2 . The fusion protein of claim 1 , wherein the variable domains VH and VL are connected by a glycine-rich linker
3 . The fusion protein of claim 2 , wherein the linker is about 10-25 amino acids.
4 . The fusion protein of claim 2 or claim 3 , wherein the linker has a sequence of ((G 4 S) 2 -GGSAQ) (SEQ ID NO: 1).
5 . The fusion protein of any one of claims 1 - 4 , wherein the FcRn binding region of the Fc region contains two point mutations H310A and H435Q.
6 . The fusion protein of any one of claims 1 - 5 , wherein the truncated hinge and Fc region is derived from human IgG2.

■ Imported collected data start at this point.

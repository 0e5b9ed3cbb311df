/// Property-based tests for the service record state machine
///
/// Random sequences of start, launch, failure, exit and stop events are
/// applied to one registry entry. After every step:
/// - A `Started` record never moves straight back to `NotStarted`
/// - A refused start leaves the record untouched
/// - `last_action_at` and the run id never go backwards
/// - A record that is `Starting` tracks no PID
/// - Stop or exit results reported for an earlier run change nothing
use proptest::prelude::*;
use std::sync::Arc;
use warden::service::{Registry, RunState, ServiceDefinition, ServiceEntry, ServiceKind};

#[derive(Debug, Clone)]
enum Event {
    BeginStart { rearm: bool },
    /// `stale` reports for the previous run id
    Launched { pid: u32, stale: bool },
    LaunchFailed { stale: bool },
    Exited { stale: bool },
    StopFinished { ok: bool, stale: bool },
}

fn event_strategy() -> impl Strategy<Value = Event> {
    prop_oneof![
        any::<bool>().prop_map(|rearm| Event::BeginStart { rearm }),
        (1000u32..50000u32, any::<bool>()).prop_map(|(pid, stale)| Event::Launched { pid, stale }),
        any::<bool>().prop_map(|stale| Event::LaunchFailed { stale }),
        any::<bool>().prop_map(|stale| Event::Exited { stale }),
        (any::<bool>(), any::<bool>()).prop_map(|(ok, stale)| Event::StopFinished { ok, stale }),
    ]
}

fn entry() -> Arc<ServiceEntry> {
    let registry = Registry::from_definitions(vec![ServiceDefinition::new(
        "prop",
        ServiceKind::Simple,
        "sleep 1",
    )]);
    registry.get("prop").expect("entry exists")
}

fn run_id_for(entry: &ServiceEntry, stale: bool) -> u64 {
    let current = entry.snapshot().run_id;
    if stale {
        current.saturating_sub(1)
    } else {
        current
    }
}

fn apply(entry: &ServiceEntry, event: &Event) -> Option<bool> {
    match event {
        Event::BeginStart { rearm } => Some(entry.begin_start(*rearm).is_ok()),
        Event::Launched { pid, stale } => {
            entry.mark_started(run_id_for(entry, *stale), Some(*pid));
            None
        }
        Event::LaunchFailed { stale } => {
            entry.mark_errored(run_id_for(entry, *stale), "launch failed".to_string());
            None
        }
        Event::Exited { stale } => {
            entry.mark_exited(run_id_for(entry, *stale), None);
            None
        }
        Event::StopFinished { ok, stale } => {
            let outcome = if *ok {
                Ok(())
            } else {
                Err("shutdown failed".to_string())
            };
            entry.mark_stopped(run_id_for(entry, *stale), outcome);
            None
        }
    }
}

proptest! {
    #![proptest_config(ProptestConfig::with_cases(200))]

    #[test]
    fn record_invariants_hold(events in prop::collection::vec(event_strategy(), 1..60)) {
        let entry = entry();

        for event in &events {
            let before = entry.snapshot();
            let started = apply(&entry, event);
            let after = entry.snapshot();

            prop_assert!(
                !(before.state == RunState::Started && after.state == RunState::NotStarted),
                "Started went back to NotStarted on {:?}",
                event
            );
            if started == Some(false) {
                prop_assert_eq!(&before, &after, "refused start modified the record");
            }
            prop_assert!(after.last_action_at >= before.last_action_at);
            prop_assert!(after.run_id >= before.run_id);
            if after.state == RunState::Starting {
                prop_assert_eq!(after.last_known_pid, 0);
            }
            let stale = matches!(
                event,
                Event::StopFinished { stale: true, .. } | Event::Exited { stale: true }
            );
            if stale && before.run_id > 0 {
                prop_assert_eq!(&before, &after, "result of an earlier run modified the record");
            }
        }
    }

    #[test]
    fn start_is_granted_only_from_not_started(rearm in any::<bool>(), events in prop::collection::vec(event_strategy(), 0..20)) {
        let entry = entry();
        for event in &events {
            apply(&entry, event);
        }

        let before = entry.snapshot();
        let granted = entry.begin_start(rearm).is_ok();
        let allowed = before.state == RunState::NotStarted || (rearm && before.state.is_terminal());
        prop_assert_eq!(granted, allowed);
        if granted {
            let after = entry.snapshot();
            prop_assert_eq!(after.state, RunState::Starting);
            prop_assert_eq!(after.run_id, before.run_id + 1);
        }
    }
}

#[test]
fn stale_exit_does_not_touch_new_run() {
    let entry = entry();
    let first = entry.begin_start(false).unwrap().run_id;
    assert!(entry.mark_started(first, Some(1200)));
    entry.mark_stopped(first, Ok(()));

    let second = entry.begin_start(true).unwrap().run_id;
    assert!(entry.mark_started(second, Some(1300)));

    // The first run's watcher fires late
    assert!(!entry.mark_exited(first, Some("exit status 143".to_string())));
    let record = entry.snapshot();
    assert_eq!(record.state, RunState::Started);
    assert_eq!(record.last_known_pid, 1300);
}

7 . The fusion protein of any one of claims 1 - 6 , wherein each peptide of the scFv-Fc fusion protein has an amino acid sequence at least 80%, at least 85%, at least 90%, at least 95%, at least 98%, or at least 99% identical to SEQ ID NO: 2 or SEQ ID NO: 3.

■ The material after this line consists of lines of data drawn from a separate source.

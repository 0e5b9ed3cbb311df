//! Test doubles shared by the integration tests.
#![allow(dead_code)]

use async_trait::async_trait;
use nix::sys::signal::Signal;
use parking_lot::Mutex;
use std::collections::{HashMap, HashSet};
use std::io;
use std::os::unix::process::ExitStatusExt;
use std::process::ExitStatus;
use std::sync::atomic::{AtomicU32, Ordering};
use std::sync::Arc;
use tokio::sync::{oneshot, Notify};
use warden::host::HostControl;
use warden::supervisor::{Launched, ProcessOps};

/// What a scripted command does.
#[derive(Debug, Clone)]
pub enum Script {
    Exit(i32),
    /// Running the command fails with an `io::Error` carrying this message
    Fail(String),
    /// The command exits 0 once the gate is notified
    Gate(Arc<Notify>),
}

#[derive(Debug, Clone, PartialEq, Eq)]
pub enum Call {
    Run(String),
    Launch(String),
    Signal(u32, Signal),
}

/// [`ProcessOps`] that records every call and never touches real processes.
///
/// Commands exit 0 unless scripted otherwise. Launched processes stay alive
/// until they are signalled or [`RecordingOps::exit`] is called.
pub struct RecordingOps {
    calls: Mutex<Vec<Call>>,
    scripts: Mutex<HashMap<String, Script>>,
    alive: Mutex<HashSet<u32>>,
    running: Mutex<HashMap<u32, oneshot::Sender<io::Result<ExitStatus>>>>,
    next_pid: AtomicU32,
}

impl RecordingOps {
    pub fn new() -> Arc<Self> {
        Self::with_first_pid(1000)
    }

    pub fn with_first_pid(pid: u32) -> Arc<Self> {
        Arc::new(Self {
            calls: Mutex::new(Vec::new()),
            scripts: Mutex::new(HashMap::new()),
            alive: Mutex::new(HashSet::new()),
            running: Mutex::new(HashMap::new()),
            next_pid: AtomicU32::new(pid),
        })
    }

    pub fn script(&self, command: &str, script: Script) {
        self.scripts.lock().insert(command.to_string(), script);
    }

    /// Pretend an unrelated process with this PID exists.
    pub fn set_alive(&self, pid: u32) {
        self.alive.lock().insert(pid);
    }

    pub fn calls(&self) -> Vec<Call> {
        self.calls.lock().clone()
    }

    pub fn launches(&self) -> usize {
        self.calls()
            .iter()
            .filter(|call| matches!(call, Call::Launch(_)))
            .count()
    }

    pub fn signals(&self) -> Vec<(u32, Signal)> {
        self.calls()
            .into_iter()
            .filter_map(|call| match call {
                Call::Signal(pid, signal) => Some((pid, signal)),
                _ => None,
            })
            .collect()
    }

    /// Make launched process `pid` exit with `code`.
    pub fn exit(&self, pid: u32, code: i32) {
        self.finish(pid, ExitStatus::from_raw(code << 8));
    }

    fn finish(&self, pid: u32, status: ExitStatus) {
        self.alive.lock().remove(&pid);
        if let Some(tx) = self.running.lock().remove(&pid) {
            let _ = tx.send(Ok(status));
        }
    }

    fn scripted(&self, command: &str) -> Option<Script> {
        self.scripts.lock().get(command).cloned()
    }
}

#[async_trait]
impl ProcessOps for RecordingOps {
    async fn run(&self, command: &str, _own_group: bool) -> io::Result<ExitStatus> {
        self.calls.lock().push(Call::Run(command.to_string()));
        match self.scripted(command) {
            Some(Script::Fail(message)) => Err(io::Error::new(io::ErrorKind::Other, message)),
            Some(Script::Exit(code)) => Ok(ExitStatus::from_raw(code << 8)),
            Some(Script::Gate(gate)) => {
                gate.notified().await;
                Ok(ExitStatus::from_raw(0))
            }
            None => Ok(ExitStatus::from_raw(0)),
        }
    }

    fn launch(&self, command: &str) -> io::Result<Launched> {
        self.calls.lock().push(Call::Launch(command.to_string()));
        if let Some(Script::Fail(message)) = self.scripted(command) {
            return Err(io::Error::new(io::ErrorKind::NotFound, message));
        }

        let pid = self.next_pid.fetch_add(1, Ordering::SeqCst);
        let (tx, rx) = oneshot::channel();
        self.alive.lock().insert(pid);
        self.running.lock().insert(pid, tx);
        Ok(Launched {
            pid,
            exit: Box::pin(async move {
                rx.await.unwrap_or_else(|_| Ok(ExitStatus::from_raw(0)))
            }),
        })
    }

    fn signal(&self, pid: u32, signal: Signal) -> warden::Result<()> {
        self.calls.lock().push(Call::Signal(pid, signal));
        // Terminated by a signal: the raw wait status is the signal number
        self.finish(pid, ExitStatus::from_raw(signal as i32));
        Ok(())
    }

    fn exists(&self, pid: u32) -> bool {
        self.alive.lock().contains(&pid)
    }
}

/// [`HostControl`] that only records what it was asked to do.
#[derive(Default)]
pub struct RecordingHost {
    pub actions: Mutex<Vec<&'static str>>,
}

impl HostControl for RecordingHost {
    fn reboot(&self) -> warden::Result<()> {
        self.actions.lock().push("reboot");
        Ok(())
    }

    fn power_off(&self) -> warden::Result<()> {
        self.actions.lock().push("power_off");
        Ok(())
    }

    fn reexec(&self) -> warden::Result<()> {
        self.actions.lock().push("reexec");
        Ok(())
    }
}

/// Poll `condition` every 10ms for up to 2s.
pub async fn eventually(mut condition: impl FnMut() -> bool) -> bool {
    for _ in 0..200 {
        if condition() {
            return true;
        }
        tokio::time::sleep(std::time::Duration::from_millis(10)).await;
    }
    condition()
}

8 . The fusion protein of any one of claims 1 - 7 , wherein the scFv-Fc fusion protein is conjugated to an effector moiety.
9 . The fusion protein of claim 8 , wherein the effector moiety includes a labeling moiety and/or a therapeutic moiety.
10 . The fusion protein of claim 9 , wherein the labeling moiety comprises one or more radioactive labels or fluorescent labels.
11 . The fusion protein of claim 9 , wherein the therapeutic moiety includes a cytotoxic agent, an anti-tumor drug, a toxin, a radioactive agent, a cytokine, a second protein, an antibody, a radionuclide, or an enzyme.
12 . A pharmaceutical composition comprising an effective amount of one or more scFv-Fc fusion proteins, or scFv-Fc fusion protein and effector moiety conjugates of any one of claims 1 - 11 .
13 . The pharmaceutical composition of claim 12 , further comprising one or more pharmaceutically acceptable carriers, excipients, and/or stabilizers.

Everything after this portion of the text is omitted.